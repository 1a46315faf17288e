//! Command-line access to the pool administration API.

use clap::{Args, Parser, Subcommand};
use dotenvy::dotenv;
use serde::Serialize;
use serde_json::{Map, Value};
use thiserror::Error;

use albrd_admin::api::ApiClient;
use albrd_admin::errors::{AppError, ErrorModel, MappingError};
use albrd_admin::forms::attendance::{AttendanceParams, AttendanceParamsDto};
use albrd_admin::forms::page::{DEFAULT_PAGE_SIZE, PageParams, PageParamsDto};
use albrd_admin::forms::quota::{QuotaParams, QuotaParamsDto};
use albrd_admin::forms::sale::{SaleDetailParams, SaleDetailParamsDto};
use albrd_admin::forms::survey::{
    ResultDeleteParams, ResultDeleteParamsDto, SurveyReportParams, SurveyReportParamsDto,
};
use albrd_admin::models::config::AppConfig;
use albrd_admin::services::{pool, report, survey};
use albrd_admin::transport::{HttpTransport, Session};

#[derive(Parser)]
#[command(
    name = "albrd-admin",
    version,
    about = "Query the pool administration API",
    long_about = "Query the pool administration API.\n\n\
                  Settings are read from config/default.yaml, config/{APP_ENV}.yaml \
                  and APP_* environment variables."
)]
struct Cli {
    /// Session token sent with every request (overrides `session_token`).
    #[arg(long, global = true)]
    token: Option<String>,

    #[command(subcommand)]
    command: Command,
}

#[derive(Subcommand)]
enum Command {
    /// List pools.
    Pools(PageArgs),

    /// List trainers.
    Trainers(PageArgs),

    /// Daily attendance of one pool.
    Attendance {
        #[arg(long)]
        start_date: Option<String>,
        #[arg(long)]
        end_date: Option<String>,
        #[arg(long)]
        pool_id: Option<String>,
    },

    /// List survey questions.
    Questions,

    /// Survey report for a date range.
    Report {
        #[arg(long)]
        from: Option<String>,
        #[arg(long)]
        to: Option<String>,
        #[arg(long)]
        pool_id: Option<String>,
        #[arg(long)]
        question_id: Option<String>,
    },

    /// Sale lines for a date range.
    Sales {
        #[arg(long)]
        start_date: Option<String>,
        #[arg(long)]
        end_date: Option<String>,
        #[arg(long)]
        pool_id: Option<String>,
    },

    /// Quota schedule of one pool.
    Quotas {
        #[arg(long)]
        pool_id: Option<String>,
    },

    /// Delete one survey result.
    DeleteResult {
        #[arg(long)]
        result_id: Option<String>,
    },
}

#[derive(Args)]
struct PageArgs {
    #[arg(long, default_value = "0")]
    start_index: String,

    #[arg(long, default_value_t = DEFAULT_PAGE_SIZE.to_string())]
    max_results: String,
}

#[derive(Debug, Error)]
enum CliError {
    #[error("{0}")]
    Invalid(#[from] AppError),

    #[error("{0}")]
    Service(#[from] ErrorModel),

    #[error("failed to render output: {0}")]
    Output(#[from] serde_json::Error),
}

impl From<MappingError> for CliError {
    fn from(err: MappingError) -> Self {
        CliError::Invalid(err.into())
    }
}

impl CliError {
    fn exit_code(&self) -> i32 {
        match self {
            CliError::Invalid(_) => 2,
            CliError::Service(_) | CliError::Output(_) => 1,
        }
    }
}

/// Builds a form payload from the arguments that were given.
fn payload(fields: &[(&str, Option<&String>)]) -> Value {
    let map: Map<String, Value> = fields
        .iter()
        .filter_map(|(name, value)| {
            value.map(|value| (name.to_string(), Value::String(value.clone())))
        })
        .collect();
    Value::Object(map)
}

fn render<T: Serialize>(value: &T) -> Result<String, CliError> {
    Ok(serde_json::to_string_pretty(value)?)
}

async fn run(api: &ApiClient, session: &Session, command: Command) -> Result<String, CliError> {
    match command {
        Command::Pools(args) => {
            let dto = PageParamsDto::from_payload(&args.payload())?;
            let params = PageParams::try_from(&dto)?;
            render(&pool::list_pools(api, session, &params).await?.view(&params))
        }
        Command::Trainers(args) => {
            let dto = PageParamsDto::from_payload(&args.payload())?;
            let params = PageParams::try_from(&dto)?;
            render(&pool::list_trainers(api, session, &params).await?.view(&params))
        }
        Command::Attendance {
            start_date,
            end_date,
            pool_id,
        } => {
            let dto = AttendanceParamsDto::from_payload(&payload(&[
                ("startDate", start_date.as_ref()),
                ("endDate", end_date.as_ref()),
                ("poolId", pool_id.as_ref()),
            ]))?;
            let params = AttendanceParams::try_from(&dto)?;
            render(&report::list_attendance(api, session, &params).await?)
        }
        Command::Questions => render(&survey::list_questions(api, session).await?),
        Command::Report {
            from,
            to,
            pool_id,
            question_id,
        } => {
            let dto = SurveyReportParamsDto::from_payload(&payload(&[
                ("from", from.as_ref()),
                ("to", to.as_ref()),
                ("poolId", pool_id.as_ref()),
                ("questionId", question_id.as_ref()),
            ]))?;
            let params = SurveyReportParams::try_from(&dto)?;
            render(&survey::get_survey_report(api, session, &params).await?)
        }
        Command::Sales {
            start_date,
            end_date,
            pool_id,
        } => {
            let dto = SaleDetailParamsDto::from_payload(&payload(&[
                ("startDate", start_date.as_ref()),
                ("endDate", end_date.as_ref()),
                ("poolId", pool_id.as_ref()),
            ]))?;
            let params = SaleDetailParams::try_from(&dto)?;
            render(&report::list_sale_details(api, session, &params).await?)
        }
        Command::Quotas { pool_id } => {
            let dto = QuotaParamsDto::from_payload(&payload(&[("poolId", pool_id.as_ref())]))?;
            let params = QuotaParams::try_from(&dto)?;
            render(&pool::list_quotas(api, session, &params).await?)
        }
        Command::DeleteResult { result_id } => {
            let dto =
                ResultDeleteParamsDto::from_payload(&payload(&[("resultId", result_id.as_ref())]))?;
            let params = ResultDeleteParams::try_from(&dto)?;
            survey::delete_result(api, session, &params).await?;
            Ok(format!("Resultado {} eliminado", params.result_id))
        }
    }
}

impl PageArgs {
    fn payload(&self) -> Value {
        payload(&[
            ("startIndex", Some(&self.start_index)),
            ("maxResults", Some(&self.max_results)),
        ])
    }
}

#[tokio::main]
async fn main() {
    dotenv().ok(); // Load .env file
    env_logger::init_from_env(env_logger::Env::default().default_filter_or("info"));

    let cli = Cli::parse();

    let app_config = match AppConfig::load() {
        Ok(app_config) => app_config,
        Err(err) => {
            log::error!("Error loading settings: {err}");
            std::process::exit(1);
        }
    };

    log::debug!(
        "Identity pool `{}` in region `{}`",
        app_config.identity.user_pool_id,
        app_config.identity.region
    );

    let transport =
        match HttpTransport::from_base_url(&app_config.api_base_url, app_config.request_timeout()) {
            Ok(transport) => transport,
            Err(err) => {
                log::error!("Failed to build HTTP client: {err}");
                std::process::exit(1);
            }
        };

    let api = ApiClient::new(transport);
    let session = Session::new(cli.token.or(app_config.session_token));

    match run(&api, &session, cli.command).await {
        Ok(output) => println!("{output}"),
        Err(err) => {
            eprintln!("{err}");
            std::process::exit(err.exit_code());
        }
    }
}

-------------------------

● **Assignment**
Write the whole listing out again. Keep every line exactly as it is.

● **Solution to this exercise**
repository 1a46315faf17288e
//! Command-line access to the pool administration API.

use clap::{Args, Parser, Subcommand};
use dotenvy::dotenv;
use serde::Serialize;
use serde_json::{Map, Value};
use thiserror::Error;

use albrd_admin::api::ApiClient;
use albrd_admin::errors::{AppError, ErrorModel, MappingError};
use albrd_admin::forms::attendance::{AttendanceParams, AttendanceParamsDto};
use albrd_admin::forms::page::{DEFAULT_PAGE_SIZE, PageParams, PageParamsDto};
use albrd_admin::forms::quota::{QuotaParams, QuotaParamsDto};
use albrd_admin::forms::sale::{SaleDetailParams, SaleDetailParamsDto};
use albrd_admin::forms::survey::{
    ResultDeleteParams, ResultDeleteParamsDto, SurveyReportParams, SurveyReportParamsDto,
};
use albrd_admin::models::config::AppConfig;
use albrd_admin::services::{pool, report, survey};
use albrd_admin::transport::{HttpTransport, Session};

#[derive(Parser)]
#[command(
    name = "albrd-admin",
    version,
    about = "Query the pool administration API",
    long_about = "Query the pool administration API.\n\n\
                  Settings are read from config/default.yaml, config/{APP_ENV}.yaml \
                  and APP_* environment variables."
)]
struct Cli {
    /// Session token sent with every request (overrides `session_token`).
    #[arg(long, global = true)]
    token: Option<String>,

    #[command(subcommand)]
    command: Command,
}

#[derive(Subcommand)]
enum Command {
    /// List pools.
    Pools(PageArgs),

    /// List trainers.
    Trainers(PageArgs),

    /// Daily attendance of one pool.
    Attendance {
        #[arg(long)]
        start_date: Option<String>,
        #[arg(long)]
        end_date: Option<String>,
        #[arg(long)]
        pool_id: Option<String>,
    },

    /// List survey questions.
    Questions,

    /// Survey report for a date range.
    Report {
        #[arg(long)]
        from: Option<String>,
        #[arg(long)]
        to: Option<String>,
        #[arg(long)]
        pool_id: Option<String>,
        #[arg(long)]
        question_id: Option<String>,
    },

    /// Sale lines for a date range.
    Sales {
        #[arg(long)]
        start_date: Option<String>,
        #[arg(long)]
        end_date: Option<String>,
        #[arg(long)]
        pool_id: Option<String>,
    },

    /// Quota schedule of one pool.
    Quotas {
        #[arg(long)]
        pool_id: Option<String>,
    },

    /// Delete one survey result.
    DeleteResult {
        #[arg(long)]
        result_id: Option<String>,
    },
}

#[derive(Args)]
struct PageArgs {
    #[arg(long, default_value = "0")]
    start_index: String,

    #[arg(long, default_value_t = DEFAULT_PAGE_SIZE.to_string())]
    max_results: String,
}

#[derive(Debug, Error)]
enum CliError {
    #[error("{0}")]
    Invalid(#[from] AppError),

    #[error("{0}")]
    Service(#[from] ErrorModel),

    #[error("failed to render output: {0}")]
    Output(#[from] serde_json::Error),
}

impl From<MappingError> for CliError {
    fn from(err: MappingError) -> Self {
        CliError::Invalid(err.into())
    }
}

impl CliError {
    fn exit_code(&self) -> i32 {
        match self {
            CliError::Invalid(_) => 2,
            CliError::Service(_) | CliError::Output(_) => 1,
        }
    }
}

/// Builds a form payload from the arguments that were given.
fn payload(fields: &[(&str, Option<&String>)]) -> Value {
    let map: Map<String, Value> = fields
        .iter()
        .filter_map(|(name, value)| {
            value.map(|value| (name.to_string(), Value::String(value.clone())))
        })
        .collect();
    Value::Object(map)
}

fn render<T: Serialize>(value: &T) -> Result<String, CliError> {
    Ok(serde_json::to_string_pretty(value)?)
}

async fn run(api: &ApiClient, session: &Session, command: Command) -> Result<String, CliError> {
    match command {
        Command::Pools(args) => {
            let dto = PageParamsDto::from_payload(&args.payload())?;
            let params = PageParams::try_from(&dto)?;
            render(&pool::list_pools(api, session, &params).await?.view(&params))
        }
        Command::Trainers(args) => {
            let dto = PageParamsDto::from_payload(&args.payload())?;
            let params = PageParams::try_from(&dto)?;
            render(&pool::list_trainers(api, session, &params).await?.view(&params))
        }
        Command::Attendance {
            start_date,
            end_date,
            pool_id,
        } => {
            let dto = AttendanceParamsDto::from_payload(&payload(&[
                ("startDate", start_date.as_ref()),
                ("endDate", end_date.as_ref()),
                ("poolId", pool_id.as_ref()),
            ]))?;
            let params = AttendanceParams::try_from(&dto)?;
            render(&report::list_attendance(api, session, &params).await?)
        }
        Command::Questions => render(&survey::list_questions(api, session).await?),
        Command::Report {
            from,
            to,
            pool_id,
            question_id,
        } => {
            let dto = SurveyReportParamsDto::from_payload(&payload(&[
                ("from", from.as_ref()),
                ("to", to.as_ref()),
                ("poolId", pool_id.as_ref()),
                ("questionId", question_id.as_ref()),
            ]))?;
            let params = SurveyReportParams::try_from(&dto)?;
            render(&survey::get_survey_report(api, session, &params).await?)
        }
        Command::Sales {
            start_date,
            end_date,
            pool_id,
        } => {
            let dto = SaleDetailParamsDto::from_payload(&payload(&[
                ("startDate", start_date.as_ref()),
                ("endDate", end_date.as_ref()),
                ("poolId", pool_id.as_ref()),
            ]))?;
            let params = SaleDetailParams::try_from(&dto)?;
            render(&report::list_sale_details(api, session, &params).await?)
        }
        Command::Quotas { pool_id } => {
            let dto = QuotaParamsDto::from_payload(&payload(&[("poolId", pool_id.as_ref())]))?;
            let params = QuotaParams::try_from(&dto)?;
            render(&pool::list_quotas(api, session, &params).await?)
        }
        Command::DeleteResult { result_id } => {
            let dto =
                ResultDeleteParamsDto::from_payload(&payload(&[("resultId", result_id.as_ref())]))?;
            let params = ResultDeleteParams::try_from(&dto)?;
            survey::delete_result(api, session, &params).await?;
            Ok(format!("Resultado {} eliminado", params.result_id))
        }
    }
}

impl PageArgs {
    fn payload(&self) -> Value {
        payload(&[
            ("startIndex", Some(&self.start_index)),
            ("maxResults", Some(&self.max_results)),
        ])
    }
}

#[tokio::main]
async fn main() {
    dotenv().ok(); // Load .env file
    env_logger::init_from_env(env_logger::Env::default().default_filter_or("info"));

    let cli = Cli::parse();

    let app_config = match AppConfig::load() {
        Ok(app_config) => app_config,
        Err(err) => {
            log::error!("Error loading settings: {err}");
            std::process::exit(1);
        }
    };

    log::debug!(
        "Identity pool `{}` in region `{}`",
        app_config.identity.user_pool_id,
        app_config.identity.region
    );

    let transport =
        match HttpTransport::from_base_url(&app_config.api_base_url, app_config.request_timeout()) {
            Ok(transport) => transport,
            Err(err) => {
                log::error!("Failed to build HTTP client: {err}");
                std::process::exit(1);
            }
        };

    let api = ApiClient::new(transport);
    let session = Session::new(cli.token.or(app_config.session_token));

    match run(&api, &session, cli.command).await {
        Ok(output) => println!("{output}"),
        Err(err) => {
            eprintln!("{err}");
            std::process::exit(err.exit_code());
        }
    }
}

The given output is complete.